No increase in cervicovaginal proinflammatory cytokines after carraguard use in a placebo-controlled randomized clinical trial
Bollen LJM, Blanchard K, Kilmarx PH, Chaikummao S, Connolly C, Wasinrapee P, Srivirojana N, Achalapong J, Tappero JW, McNicholl JM. No increase in cervicovaginal proinflammatory cytokines after carraguard use in a placebo-controlled randomized clinical trial. Journal of AIDS. 1 February 2008; 47(2): 253-257.
BACKGROUND: Assessment of cervicovaginal cytokine levels may be helpful to evaluate subclinical epithelial inflammation during safety evaluations of candidate microbicides.
METHODS: Fifty-five HIV-seronegative Thai women were enrolled in a safety trial of the candidate microbicide Carraguard and were randomized to use Carraguard or placebo gel before vaginal sex. Cervicovaginal lavages were collected at baseline and after 1 month of gel use; levels of interleukin (IL)-1beta, IL-6, IL-8, and secretory leukocyte protease inhibitor (SLPI) were measured using microwell plate-based enzyme immunoassays. Median levels were compared between the baseline and 1-month follow-up visits using paired t tests; the median change between groups was compared using Wilcoxon rank sum tests.
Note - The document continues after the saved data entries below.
//! Storage layer for the expense tracker
//!
//! Provides the per-user key-value store with atomic writes, automatic
//! directory creation, and the audit log hooks used by the services.

pub mod file_io;
pub mod local_store;
pub mod users;

pub use file_io::{load_or_default, save_atomic, JsonFile};
pub use local_store::LocalStore;
pub use users::UserRepository;

use serde::Serialize;

use crate::audit::{generate_diff, AuditEntry, AuditLogger, EntityType};
use crate::config::paths::ExpensePaths;
use crate::error::ExpenseError;

/// Main storage coordinator
pub struct Storage {
    paths: ExpensePaths,
    pub users: UserRepository,
    audit: AuditLogger,
}

impl Storage {
    /// Create a new Storage instance
    pub fn new(paths: ExpensePaths) -> Result<Self, ExpenseError> {
        paths.ensure_directories()?;

        Ok(Self {
            users: UserRepository::new(paths.local_storage_file()),
            audit: AuditLogger::new(paths.audit_log()),
            paths,
        })
    }

    /// Get the paths configuration
    pub fn paths(&self) -> &ExpensePaths {
        &self.paths
    }

    /// Load all data from disk
    pub fn load_all(&mut self) -> Result<(), ExpenseError> {
        self.users.load()
    }

    /// Get the audit logger
    pub fn audit(&self) -> &AuditLogger {
        &self.audit
    }

    /// Record the creation of an entity in the audit log
    pub fn log_create<T: Serialize>(
        &self,
        entity_type: EntityType,
        entity_id: impl Into<String>,
        entity_name: Option<String>,
        entity: &T,
    ) -> Result<(), ExpenseError> {
        self.audit
            .log(&AuditEntry::create(entity_type, entity_id, entity_name, entity))
    }

    /// Record an update of an entity in the audit log
    ///
    /// When no diff summary is given, one is generated from the JSON forms of
    /// `before` and `after`.
    pub fn log_update<T: Serialize>(
        &self,
        entity_type: EntityType,
        entity_id: impl Into<String>,
        entity_name: Option<String>,
        before: &T,
        after: &T,
        diff_summary: Option<String>,
    ) -> Result<(), ExpenseError> {
        let diff_summary = diff_summary.or_else(|| {
            let before = serde_json::to_value(before).ok()?;
            let after = serde_json::to_value(after).ok()?;
            generate_diff(&before, &after)
        });

        self.audit.log(&AuditEntry::update(
            entity_type,
            entity_id,
            entity_name,
            before,
            after,
            diff_summary,
        ))
    }

    /// Record the deletion of an entity in the audit log
    pub fn log_delete<T: Serialize>(
        &self,
        entity_type: EntityType,
        entity_id: impl Into<String>,
        entity_name: Option<String>,
        entity: &T,
    ) -> Result<(), ExpenseError> {
        self.audit
            .log(&AuditEntry::delete(entity_type, entity_id, entity_name, entity))
    }
}

#[cfg(test)]
mod tests {
    use super::*;
    use crate::audit::Operation;
    use crate::models::{Expense, Money};
    use tempfile::TempDir;

    #[test]
    fn test_storage_creation() {
        let temp_dir = TempDir::new().unwrap();
        let paths = ExpensePaths::with_base_dir(temp_dir.path().to_path_buf());
        let mut storage = Storage::new(paths).unwrap();
        storage.load_all().unwrap();

        assert!(temp_dir.path().join("data").exists());
        assert!(storage.users.usernames().unwrap().is_empty());
    }

    #[test]
    fn test_log_update_generates_diff() {
        let temp_dir = TempDir::new().unwrap();
        let paths = ExpensePaths::with_base_dir(temp_dir.path().to_path_buf());
        let storage = Storage::new(paths).unwrap();

        let before = Expense::new("Coffee", Money::from_cents(500), "USD", "Food", "January");
        let mut after = before.clone();
        after.amount = Money::from_cents(650);

        storage
            .log_update(
                EntityType::Expense,
                before.id.to_string(),
                Some("Coffee".into()),
                &before,
                &after,
                None,
            )
            .unwrap();

        let entries = storage.audit().read_all().unwrap();
        assert_eq!(entries.len(), 1);
        assert_eq!(entries[0].operation, Operation::Update);
        assert_eq!(entries[0].diff_summary.as_deref(), Some("amount: 5.0 -> 6.5"));
    }
}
Women were examined for the presence of genital findings; the association between genital findings and cytokine levels was studied.
RESULTS: No increase in levels of proinflammatory cytokines after use of Carraguard gel or placebo gel was observed during the study. The median change from the baseline to 1 month of follow-up was not significantly different between Carraguard and placebo groups (IL-1beta: -0.3 pg/mL vs. -3.93 pg/mL; P = 0.4, IL-6: -0.3 pg/mL vs. 0 pg/mL; P = 0.3, IL-8: -40.1 pg/mL vs. -53.2 pg/mL; P = 0.8, and SLPI: -26.5 pg/mL vs. 12.6 pg/mL; P = 0.07). Genital findings with intact epithelium were found in 16 (29%) women; these women tended to have somewhat higher IL-6 levels than those with normal epithelium (14.9 pg/mL vs. 8.8 pg/mL; P = 0.08).
CONCLUSION: We found no increase in proinflammatory cytokines after Carraguard and placebo gel use, suggesting that neither gel causes inflammation. Further studies to assess the role of cytokines in microbicide safety studies are warranted.